The Karakoram Highway (KKH) in Northern Pakistan "is one of the most daunting engineering projects humans have ever attempted. Hewing principally to the rugged Indus River Gorge, the KKH has cost the life of one road worker for each if its four hundred kilometers."
Named after the nearby Karakoram Range (giving the letter designation to one of its mountains, K2, the second highest peak in the world), the highway project forms a starting contrast to a very small, very quiet, but in some ways equally daunting project undertaken by mountaineer Greg Mortenson: The construction of a school, for boys and especially for girls, in a little village in the Baltistan area of Northern Pakistan.

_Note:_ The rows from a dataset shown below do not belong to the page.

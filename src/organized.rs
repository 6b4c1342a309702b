//! The organized piece store: columnar slots, per-type ranges, a point index and a
//! line index, kept in lockstep.
//!
//! Only three operations mutate a live store: [`OrganizedPieces::insert`],
//! [`OrganizedPieces::delete`] and [`OrganizedPieces::move_piece`]. Each checks every
//! failure condition before touching anything, so a failed call leaves the store as
//! it was. Slots of other pieces never change; only
//! [`OrganizedPieces::regenerate`](crate::growth) renumbers.

use rustc_hash::FxHashMap;
use tracing::{debug, trace, warn};

use crate::config::StoreConfig;
use crate::coord_index::CoordIndex;
use crate::core::coord::Coord;
use crate::core::piece::{Piece, PieceType};
use crate::error::{StoreError, StoreResult};
use crate::growth::GrowthState;
use crate::lines::{Direction, LineIndex, LineKey};
use crate::position::Position;
use crate::ranges::{TypeRange, TypeRangeTable};
use crate::store::Store;

#[derive(Debug, Clone, PartialEq, Eq)]
pub struct OrganizedPieces {
    pub(crate) store: Store,
    pub(crate) ranges: TypeRangeTable,
    pub(crate) coords: CoordIndex,
    pub(crate) lines: LineIndex,
    pub(crate) config: StoreConfig,
    pub(crate) growth: GrowthState,
    pub(crate) generation: u64,
}

impl OrganizedPieces {
    /// Lays out a store for `position`.
    ///
    /// Types ascend through the slot arrays. Within a type, live pieces come first
    /// (sorted by coordinate) followed by the type's slack.
    pub fn allocate(position: &Position, config: &StoreConfig) -> StoreResult<Self> {
        let lines = LineIndex::new(&config.slides)?;

        let mut groups = position.grouped();
        for ty in config.declared_types() {
            if let Err(i) = groups.binary_search_by_key(&ty, |(t, _)| *t) {
                groups.insert(i, (ty, Vec::new()));
            }
        }

        let plan: Vec<(PieceType, usize, usize)> = groups
            .iter()
            .map(|(ty, keys)| (*ty, keys.len(), config.slack_for(*ty, keys.len())))
            .collect();
        let ranges = TypeRangeTable::from_plan(&plan)?;

        let mut store = Store::with_capacity(ranges.total_len())?;
        for ((ty, keys), (_, _, slack)) in groups.iter().zip(&plan) {
            for key in keys {
                store.push(*ty, key.coord());
            }
            store.push_vacant(*ty, *slack);
        }

        let mut pieces = OrganizedPieces {
            store,
            ranges,
            coords: CoordIndex::with_capacity(position.len())?,
            lines,
            config: config.clone(),
            growth: GrowthState::Normal,
            generation: 0,
        };
        for slot in 0..pieces.store.len() {
            if pieces.is_live(slot) {
                let c = pieces.store.coords(slot);
                pieces.coords.register(slot, c)?;
                pieces.lines.register_on_lines(slot, c);
            }
        }

        debug!(
            slots = pieces.store.len(),
            live = pieces.live_count(),
            types = pieces.ranges.len(),
            directions = pieces.lines.directions().len(),
            "allocated piece store"
        );
        Ok(pieces)
    }

    /// Places a piece of type `ty` on `coords`.
    ///
    /// With `desired_slot == None` the lowest vacant slot of the type is used. A type
    /// without vacancies (or without a range) yields `SlotExhausted` and moves the
    /// store into the exhausted growth state; call `regenerate` and retry.
    pub fn insert(
        &mut self,
        ty: PieceType,
        coords: Coord,
        desired_slot: Option<usize>,
    ) -> StoreResult<usize> {
        if let Some(occupant) = self.coords.lookup(coords) {
            return Err(StoreError::PositionConflict { coords, occupant });
        }

        let taken = match self.ranges.get_mut(ty) {
            None => None,
            Some(range) => match desired_slot {
                Some(slot) if range.take_vacant(slot) => Some(slot),
                Some(slot) => return Err(StoreError::InvalidSlot { slot }),
                None => range.take_first_vacant(),
            },
        };
        let Some(slot) = taken else {
            return Err(self.mark_exhausted(ty));
        };

        self.store.write(slot, coords);
        self.coords.register(slot, coords)?;
        self.lines.register_on_lines(slot, coords);
        trace!(slot, %ty, %coords, "insert");
        Ok(slot)
    }

    /// Removes the piece in `slot` and returns it, so the caller can put it back
    /// with `insert(piece.piece_type, piece.coords, Some(piece.slot))`.
    pub fn delete(&mut self, slot: usize) -> StoreResult<Piece> {
        let piece = self.piece(slot).ok_or(StoreError::InvalidSlot { slot })?;

        self.coords.unregister_slot(slot, piece.coords)?;
        if let Err(e) = self.lines.unregister_from_lines(slot, piece.coords) {
            // Point index and line index disagreed; put the point entry back.
            self.coords.register(slot, piece.coords)?;
            return Err(e);
        }
        match self.ranges.get_mut(piece.piece_type).map(|r| r.release(slot)) {
            Some(true) => {}
            _ => {
                return Err(StoreError::Corrupted {
                    reason: format!("slot {slot} could not be returned to its type range"),
                })
            }
        }
        trace!(slot, ty = %piece.piece_type, coords = %piece.coords, "delete");
        Ok(piece)
    }

    /// Moves the piece in `slot` to `to`, keeping its slot. Returns the square it left.
    pub fn move_piece(&mut self, slot: usize, to: Coord) -> StoreResult<Coord> {
        let from = self.coords_of(slot).ok_or(StoreError::InvalidSlot { slot })?;
        if from == to {
            return Ok(from);
        }
        if let Some(occupant) = self.coords.lookup(to) {
            return Err(StoreError::PositionConflict {
                coords: to,
                occupant,
            });
        }

        self.coords.unregister_slot(slot, from)?;
        if let Err(e) = self.lines.unregister_from_lines(slot, from) {
            self.coords.register(slot, from)?;
            return Err(e);
        }
        self.store.write(slot, to);
        self.coords.register(slot, to)?;
        self.lines.register_on_lines(slot, to);
        trace!(slot, %from, %to, "move");
        Ok(from)
    }

    fn mark_exhausted(&mut self, ty: PieceType) -> StoreError {
        warn!(%ty, generation = self.generation, "no vacant slot left");
        self.demand(ty, 1);
        StoreError::SlotExhausted { piece_type: ty }
    }

    fn demand(&mut self, ty: PieceType, vacancies: usize) {
        if let GrowthState::Exhausted { demand } = &mut self.growth {
            let want = demand.entry(ty).or_insert(0);
            *want = (*want).max(vacancies);
        } else {
            let mut demand = FxHashMap::default();
            demand.insert(ty, vacancies);
            self.growth = GrowthState::Exhausted { demand };
        }
    }

    /// Asks the next regeneration to leave at least `count` vacant slots for `ty`.
    ///
    /// Does nothing if the type already has that many. Returns whether a
    /// regeneration is now needed.
    pub fn request_vacancies(&mut self, ty: PieceType, count: usize) -> bool {
        if self.vacancies(ty).len() >= count {
            return false;
        }
        self.demand(ty, count);
        true
    }

    #[inline]
    pub fn lookup(&self, coords: Coord) -> Option<usize> {
        self.coords.lookup(coords)
    }

    pub fn piece_at(&self, coords: Coord) -> Option<Piece> {
        self.lookup(coords).and_then(|slot| self.piece(slot))
    }

    /// True iff `slot` exists and is not in its type's vacancy list.
    pub fn is_live(&self, slot: usize) -> bool {
        if slot >= self.store.len() {
            return false;
        }
        self.ranges
            .get(self.store.piece_type(slot))
            .is_some_and(|r| r.contains(slot) && !r.is_vacant(slot))
    }

    pub fn piece(&self, slot: usize) -> Option<Piece> {
        self.is_live(slot).then(|| Piece {
            piece_type: self.store.piece_type(slot),
            coords: self.store.coords(slot),
            slot,
        })
    }

    pub fn coords_of(&self, slot: usize) -> Option<Coord> {
        self.is_live(slot).then(|| self.store.coords(slot))
    }

    /// Live pieces in slot order.
    pub fn iter_live(&self) -> impl Iterator<Item = Piece> + '_ {
        (0..self.store.len()).filter_map(move |slot| self.piece(slot))
    }

    pub fn live_count(&self) -> usize {
        self.ranges.iter().map(|(_, r)| r.live_count()).sum()
    }

    pub fn count_of(&self, ty: PieceType) -> usize {
        self.ranges.get(ty).map_or(0, TypeRange::live_count)
    }

    /// Total slots, live and vacant.
    pub fn slot_count(&self) -> usize {
        self.store.len()
    }

    pub fn range_of(&self, ty: PieceType) -> Option<&TypeRange> {
        self.ranges.get(ty)
    }

    /// Vacant slots of `ty`, highest first; the next insert takes the last one.
    pub fn vacancies(&self, ty: PieceType) -> &[usize] {
        self.ranges
            .get(ty)
            .map(TypeRange::undefineds)
            .unwrap_or(&[])
    }

    pub fn types(&self) -> impl Iterator<Item = PieceType> + '_ {
        self.ranges.types()
    }

    pub fn store(&self) -> &Store {
        &self.store
    }

    pub fn ranges(&self) -> &TypeRangeTable {
        &self.ranges
    }

    pub fn coord_index(&self) -> &CoordIndex {
        &self.coords
    }

    pub fn line_index(&self) -> &LineIndex {
        &self.lines
    }

    pub fn config(&self) -> &StoreConfig {
        &self.config
    }

    pub fn directions(&self) -> &[Direction] {
        self.lines.directions()
    }

    pub fn line_through(&self, dir: Direction, coords: Coord) -> &[usize] {
        self.lines.line_through(dir, coords)
    }

    /// Nearest live pieces on either side of `coords` along `dir`: `(behind, ahead)`.
    pub fn neighbors_on_line(
        &self,
        dir: Direction,
        coords: Coord,
    ) -> (Option<usize>, Option<usize>) {
        self.lines
            .neighbors_on_line(dir, coords, |slot| self.store.coords(slot))
    }

    /// Bumped by every regeneration that renumbered slots. Anything cached by slot
    /// under an older generation is stale.
    #[inline]
    pub fn generation(&self) -> u64 {
        self.generation
    }

    pub fn growth_state(&self) -> &GrowthState {
        &self.growth
    }

    /// Checks every structural invariant; returns the first violation found.
    pub fn validate(&self) -> StoreResult<()> {
        let corrupted = |reason: String| Err(StoreError::Corrupted { reason });

        let mut cursor = 0usize;
        for (ty, range) in self.ranges.iter() {
            if range.start != cursor || range.end < range.start {
                return corrupted(format!(
                    "range of {ty} is [{}, {}), expected start {cursor}",
                    range.start, range.end
                ));
            }
            cursor = range.end;
            let u = range.undefineds();
            if u.windows(2).any(|w| w[0] <= w[1]) || u.iter().any(|&s| !range.contains(s)) {
                return corrupted(format!("vacancy list of {ty} is unsorted or out of range"));
            }
            if let Some(slot) = (range.start..range.end).find(|&s| self.store.piece_type(s) != ty) {
                return corrupted(format!("slot {slot} is in the range of {ty} with another type"));
            }
        }
        if cursor != self.store.len() {
            return corrupted(format!(
                "ranges cover {cursor} slots, store has {}",
                self.store.len()
            ));
        }

        let live = self.live_count();
        if self.coords.len() != live {
            return corrupted(format!(
                "{} point entries for {live} live pieces",
                self.coords.len()
            ));
        }
        for (key, slot) in self.coords.iter() {
            if self.coords_of(slot) != Some(key.coord()) {
                return corrupted(format!("point entry {key} names slot {slot}, not live there"));
            }
        }

        for &dir in self.lines.directions() {
            let indexed = self.lines.entry_count(dir);
            if indexed != live {
                return corrupted(format!(
                    "direction {} indexes {indexed} slots, {live} are live",
                    dir.vector()
                ));
            }
            for (key, bucket) in self.lines.buckets(dir) {
                if bucket.is_empty() || bucket.windows(2).any(|w| w[0] >= w[1]) {
                    return corrupted(format!("bucket {key:?} is empty or unsorted"));
                }
                for &slot in bucket {
                    match self.coords_of(slot) {
                        Some(c) if LineKey::new(dir, c) == key => {}
                        _ => {
                            return corrupted(format!("slot {slot} is filed under line {key:?}"))
                        }
                    }
                }
            }
        }
        Ok(())
    }
}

The true story is told in "Three Cups of Tea: One Man's Mission to Promote Peace . . . One School At a Time" ($15 in paperback from Penguin) by Mortenson and David Oliver Relin. Mortenson's co-author spent two years interviewing many who touched his life; he found a life that touched many others in its single-minded determination to make a quality education (and actual school rooms) available to village children living at the edge of existence.
In advance of Mortenson's April appearance in Chico, Chico State University (www.csuchico.edu/bic) and Butte College (www.butte.edu/bic) have designated "Three Cups of Tea" as the "Book in Common"; other community organizations are also starting discussion groups and the E-R will be archiving stories dedicated to Mortenson's work.
Tragedy and failure have haunted Mortenson's life. After his sister Christa died of a seizure on her twenty-third birthday Mortenson in 1993 wanted to place her necklace at the summit of K2, but he failed to reach the top. He got turned around in his descent and entered an unfamiliar village, Korphe, where he met Haji Ali, the village chief, who told him sharing the third cup of tea means "you join our family."
Mortenson promised to return and build a school, and the story (told in the third person) traces the circuitous route he took to keep that promise. Hounded by failure, then by success, Mortenson is complex: An infidel in a Muslim land who gained respect and love from religious authorities, whose vision of building schools continues today, and whose inner climb is the most inspiring of all.